Michael Clark Company: ‘come been and gone’

28 May 2012 in Aberdeen City & Shire, Dance & Drama, Highland, Showcase

Macrobert, Stirling, 23 May 2012, and touring

THE young Aberdeen-born Michael Clark was cutting a swathe through the British dance scene when Swamp was first performed in 1986.

HIS works were set to ear-piercing club sounds and the outrageous costumes featured bare buttocks, prosthetic penises and other shockabilia. However underneath the attention-grabbing, tabloid-baiting superficialities, his choreography was, and is, rigorously grounded in his training in classical ballet.

Michael Clarke Company

Michael Clarke Company

In many ways, Swamp resembles fragments collaged from the dance studio, random sections of practice class, rehearsal and choreographic experimentation cut up and pasted together. There’s no discernible narrative, no sweetening layer of emotion, no interaction other than an occasional hold for extra balance or a dance master’s push.  Their often awkward, geometrically angled lines make the bodies look like artists’ wooden mannikins. It’s a deconstruction of the process of making dance.

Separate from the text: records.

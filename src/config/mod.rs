/*!
Configuration of a context.

All configuration for a context is contained within the context.
A configuration is read when a technique is invoked, and never mutated by the library.

The caps are cost controls: clauses longer than the relevant cap, and occurrence lists longer than theirs, are skipped rather than scanned.
*/

/// The technique a call to [simplify](crate::context::Context::simplify) applies.
///
/// Exactly one technique is applied per call.
#[derive(Clone, Copy, Debug, PartialEq, Eq)]
pub enum Technique {
    /// Forward subsumption and strengthening.
    Subsume,

    /// Blocked clause elimination.
    Block,

    /// Bounded variable elimination.
    Elim,
}

impl std::str::FromStr for Technique {
    type Err = ();

    fn from_str(s: &str) -> Result<Self, Self::Err> {
        match s {
            "subsume" => Ok(Technique::Subsume),
            "block" => Ok(Technique::Block),
            "elim" => Ok(Technique::Elim),
            _ => Err(()),
        }
    }
}

/// Configuration for blocked clause elimination.
#[derive(Clone, Debug)]
pub struct BlockConfig {
    /// Clauses longer than this are excluded from the occurrence index, and their atoms from candidacy.
    pub max_clause_size: usize,

    /// Literals whose negation has more occurrences than this are skipped.
    pub max_occurrences: usize,
}

impl Default for BlockConfig {
    fn default() -> Self {
        BlockConfig {
            max_clause_size: 1_000,
            max_occurrences: 1_000,
        }
    }
}

/// Configuration for bounded variable elimination.
#[derive(Clone, Debug)]
pub struct ElimConfig {
    /// Clauses longer than this are excluded from the resolvent scan.
    pub max_clause_size: usize,

    /// Atoms with more occurrences than this, in either polarity, are skipped.
    pub max_occurrences: usize,

    /// The slack added to |pos| + |neg| when bounding the count of non-tautological resolvents.
    pub bound: usize,
}

impl Default for ElimConfig {
    fn default() -> Self {
        ElimConfig {
            max_clause_size: 10_000,
            max_occurrences: 1_000,
            bound: 16,
        }
    }
}

/// Configuration for forward subsumption.
#[derive(Clone, Debug)]
pub struct SubsumeConfig {
    /// Clauses longer than this are not candidates for subsumption or strengthening.
    pub max_clause_size: usize,
}

impl Default for SubsumeConfig {
    fn default() -> Self {
        SubsumeConfig {
            max_clause_size: 1_000,
        }
    }
}

/// The primary configuration structure.
#[derive(Clone, Debug)]
pub struct Config {
    /// The technique applied by a call to [simplify](crate::context::Context::simplify).
    pub technique: Technique,

    /// Whether to use the signature-accelerated variant of each technique.
    ///
    /// The signature paths only ever shortcut to the verdict the plain paths would reach, so this affects cost, never counts.
    pub signatures: bool,

    /// Configuration for blocked clause elimination.
    pub block: BlockConfig,

    /// Configuration for bounded variable elimination.
    pub elim: ElimConfig,

    /// Configuration for forward subsumption.
    pub subsume: SubsumeConfig,
}

impl Default for Config {
    fn default() -> Self {
        Config {
            technique: Technique::Subsume,
            signatures: false,
            block: BlockConfig::default(),
            elim: ElimConfig::default(),
            subsume: SubsumeConfig::default(),
        }
    }
}
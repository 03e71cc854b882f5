/*!
Transient ternary per-literal marks, shared by every technique.

A check marks the literals of one clause, probes the marks while scanning other clauses, and must leave every slot clear on every exit path --- a residual mark would corrupt whichever check runs next.
To enforce the balance structurally rather than by discipline, marks are only ever set through a [MarkGuard], which clears the slots of its literals when dropped.

The sign convention: marking a clause sets the slot of each of its literals to +1 and the slot of the negation to −1.
A probe of some other literal *l* then reads:
- +1, *l* occurs in the marked clause.
- −1, the negation of *l* occurs in the marked clause.
- 0, the atom of *l* does not occur in the marked clause.
*/

use crate::structures::{
    atom::Atom,
    literal::{CLiteral, Literal},
};

/// A ternary mark per literal slot.
pub struct Marks {
    sign: Vec<i8>,
}

impl Default for Marks {
    fn default() -> Self {
        Marks {
            sign: Vec::default(),
        }
    }
}

impl Marks {
    /// Extends the mark array to cover both polarities of every atom up to `atom_ceiling`.
    ///
    /// Existing marks are untouched, though as every check balances its marks the array is all-zero whenever this is called.
    pub fn ensure(&mut self, atom_ceiling: Atom) {
        let required = 2 * (atom_ceiling as usize + 1);
        if self.sign.len() < required {
            self.sign.resize(required, 0);
        }
    }

    /// Marks the given literals, returning a guard which clears the marks when dropped.
    ///
    /// The caller must not hold a second guard over an overlapping literal set --- checks are sequential, so this is upheld by structure.
    pub fn guard<'m, 'c>(&'m mut self, literals: &'c [CLiteral]) -> MarkGuard<'m, 'c> {
        for literal in literals {
            self.sign[literal.index()] = 1;
            self.sign[literal.negate().index()] = -1;
        }
        MarkGuard {
            marks: self,
            literals,
        }
    }

    /// Whether every slot of the mark array is clear.
    pub fn clear_of_marks(&self) -> bool {
        self.sign.iter().all(|sign| *sign == 0)
    }
}

/// Marks for the literals of one clause, held for the duration of one check.
pub struct MarkGuard<'m, 'c> {
    marks: &'m mut Marks,
    literals: &'c [CLiteral],
}

impl MarkGuard<'_, '_> {
    /// The mark of `literal`: +1 if present, −1 if the negation is present, 0 otherwise.
    pub fn sign(&self, literal: CLiteral) -> i8 {
        self.marks.sign[literal.index()]
    }
}

impl Drop for MarkGuard<'_, '_> {
    fn drop(&mut self) {
        for literal in self.literals {
            self.marks.sign[literal.index()] = 0;
            self.marks.sign[literal.negate().index()] = 0;
        }
    }
}
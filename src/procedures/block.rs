/*!
Blocked clause elimination.

A clause *c* containing a literal *l* is blocked on *l* iff every resolvent of *c* on *l* is tautological --- equivalently, iff every clause containing the negation of *l* has some further literal whose negation occurs in *c*.
A blocked clause may be removed without affecting satisfiability; here a verdict only feeds a count.

The pass scans each eligible atom in ascending order and checks both polarities: the occurrence list of a literal against the occurrence list of its negation.
A literal is skipped when it is pure (the check is vacuous) or when the negated occurrence list is over the configured cap (cost control).

With signatures, a check first looks for a clause *d* in the negated list whose signature shares no bucket with *c* outside the pivot: such a *d* can share no atom with *c* other than the pivot, so the resolvent of *c* and *d* is certainly not tautological, and *c* is certainly not blocked.
The certificate only ever disproves blockedness --- confirmation always happens at the literal level.
*/

use crate::{
    context::Context,
    db::{
        clause::db_clause::atom_bucket,
        occurrence::{OccurrenceEntry, OccurrenceIndex},
    },
    misc::log::targets::{self},
    structures::literal::{CLiteral, Literal},
};

impl Context {
    /// Counts the blocked clauses of the formula.
    pub fn block_pass<E: OccurrenceEntry>(&mut self) {
        let index =
            OccurrenceIndex::<E>::from_clauses(&self.clause_db, self.config.block.max_clause_size);
        self.marks.ensure(self.clause_db.atom_ceiling());

        for atom in 1..=self.clause_db.atom_ceiling() {
            if !index.eligible(atom) {
                continue;
            }
            self.block_literal(&index, CLiteral::new(atom, false));
            self.block_literal(&index, CLiteral::new(atom, true));
        }

        debug_assert!(self.marks.clear_of_marks());
        log::info!(target: targets::BLOCK,
            "Blocked clauses: {}", self.counters.blocked_clauses);
    }

    /// Checks each occurrence of `literal` for blockedness on `literal`.
    fn block_literal<E: OccurrenceEntry>(
        &mut self,
        index: &OccurrenceIndex<E>,
        literal: CLiteral,
    ) {
        if index.entries(literal.negate()).len() > self.config.block.max_occurrences {
            return;
        }
        if index.entries(literal).is_empty() {
            return; // pure literal
        }

        let mut blocked = 0;
        for entry in index.entries(literal) {
            if self.block_check(index, *entry, literal) {
                blocked += 1;
            }
        }
        self.counters.blocked_clauses += blocked;
    }

    /// Whether the clause of `entry` is blocked on `literal`.
    fn block_check<E: OccurrenceEntry>(
        &mut self,
        index: &OccurrenceIndex<E>,
        entry: E,
        literal: CLiteral,
    ) -> bool {
        let pivot = literal.negate();

        // Eager signature check: a clause in the negated occurrence list sharing no
        // bucket with the checked clause outside the pivot certifies 'not blocked'.
        if E::SIGNED {
            let bucket = atom_bucket(literal.atom());
            let hash = entry.hash() & !bucket;
            let unique = entry.unique() & bucket;
            for witness in index.entries(pivot) {
                if hash & witness.hash() != 0 {
                    continue;
                }
                if unique & witness.unique() != 0 {
                    continue;
                }
                self.counters.block_signature_hits += 1;
                return false;
            }
        }

        // Safe, as the index holds only stored clauses.
        let the_clause = unsafe { self.clause_db.get_unchecked(entry.key()) };
        let guard = self.marks.guard(the_clause.literals());

        for witness in index.entries(pivot) {
            // Safe, as above.
            let witness_clause = unsafe { self.clause_db.get_unchecked(witness.key()) };

            let mut tautology = false;
            for witness_literal in witness_clause.literals() {
                if *witness_literal == pivot {
                    continue; // skip the blocker
                }
                if guard.sign(*witness_literal) < 0 {
                    tautology = true;
                    break;
                }
            }

            if !tautology {
                // A non-tautological resolvent, so not blocked.
                // The guard unmarks on drop.
                return false;
            }
        }

        true
    }
}
//! Clauses, aka. a collection of literals, interpreted as the disjunction of those literals.
//!
//! The canonical representation of a clause is as a vector of literals.
//!
//! ```rust
//! # use stoat_prep::structures::clause::Clause;
//! # use stoat_prep::structures::literal::{CLiteral, Literal};
//! let clause = vec![CLiteral::new(23, true), CLiteral::new(41, false)];
//!
//! assert_eq!(clause.size(), 2);
//! assert_eq!(clause.as_dimacs(true), "23 -41 0");
//! ```
//!
//! - Single literals are identified with the clause containing that literal (aka. a 'unit' clause).
//! - Stored clauses are never empty and contain at most one literal per atom, with admission handled by the [builder](crate::builder).

use crate::structures::{
    atom::Atom,
    literal::{CLiteral, Literal},
};

/// The clause trait.
pub trait Clause {
    /// A string of the clause in DIMACS form, with the terminating `0` as optional.
    fn as_dimacs(&self, zero: bool) -> String;

    /// An iterator over the literals in the clause, in order.
    fn literals(&self) -> impl Iterator<Item = &CLiteral>;

    /// The number of literals in the clause.
    fn size(&self) -> usize;

    /// An iterator over the atoms in the clause, in literal order.
    fn atoms(&self) -> impl Iterator<Item = Atom>;

    /// The clause in its canonical form.
    fn canonical(self) -> CClause;
}

/// The canonical implementation of a clause, as a vector of literals.
pub type CClause = Vec<CLiteral>;

impl Clause for CClause {
    fn as_dimacs(&self, zero: bool) -> String {
        let mut the_string = String::new();
        for literal in self {
            the_string.push_str(&format!("{literal} "));
        }
        if zero {
            the_string += "0";
        } else {
            the_string.pop();
        }
        the_string
    }

    fn literals(&self) -> impl Iterator<Item = &CLiteral> {
        self.iter()
    }

    fn size(&self) -> usize {
        self.len()
    }

    fn atoms(&self) -> impl Iterator<Item = Atom> {
        self.iter().map(|literal| literal.atom())
    }

    fn canonical(self) -> CClause {
        self
    }
}

impl Clause for CLiteral {
    fn as_dimacs(&self, zero: bool) -> String {
        match zero {
            true => format!("{self} 0"),
            false => format!("{self}"),
        }
    }

    fn literals(&self) -> impl Iterator<Item = &CLiteral> {
        std::iter::once(self)
    }

    fn size(&self) -> usize {
        1
    }

    fn atoms(&self) -> impl Iterator<Item = Atom> {
        std::iter::once(self.atom())
    }

    fn canonical(self) -> CClause {
        vec![self]
    }
}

Appropriately, since this tour is part of the Olympics 2012 programme, the dancers’ costumes are a cross between rehearsal clothes and sportswear. After the first interval, as a complete contrast, Been, set to the music of The Velvet Underground, sees the dancers clad in skin-tight silver lamé leggings which stop abruptly at the hip bone. How do Simon Williams and Benjamin Warbis keep them up? No time to ponder, what with gawping at the silver-sequinned gimp suit, the mirrored nipple caps, and the delightfully dotty lighting.

Oxana Panchenko is immured in a flesh-toned suit studded with hypodermic syringes which wobble and distract, annoyingly, from the quality of her dancing. More successful are the unisex high-necked satin leotards, very 80s’ Calvin Klein.

come follows after a proper interval, which gives the hard-pressed dancers a much-needed break. One of Clark’s signature moves is a row of dancers walking very slowly across the stage in perfect unison – something which doesn’t sound too difficult and which indeed his dancers make look entirely natural. Try it sometime – then marvel.

Michael Clarke Company

Michael Clarke Company

Clark’s choreography is piled high with moments of great beauty and purity of line which are gone almost before the mind has had time to register them. Though it’s been three years since come been and gone was seen at the Edinburgh International Festival, it’s been touring since with much the same cast, with the addition of the athletically beautiful Harry Alexander who gives a whole new meaning to the phrase ‘chair-dancing’. The length of this performance as a company shows in a fine polish which we, alas, see too rarely in Scotland.

Though he’s turning 50 this year and time is ruthless to dancers, when Clark himself moves across the stage in front of the word ‘intermission’ the energy sparks and crackles off the stage. Having opened the door to emotion, it cannot be shut – as the stage is saturated in light the colour of ripe mangos, irrepressible grins flash across the dancers’ erstwhile poker faces because, yes, this is a triumph.

Michael Clarke Company bring this programme to His Majesty’s Theatre, Aberdeen, on 5 June, and Eden Court Theatre, Inverness, on 8 June.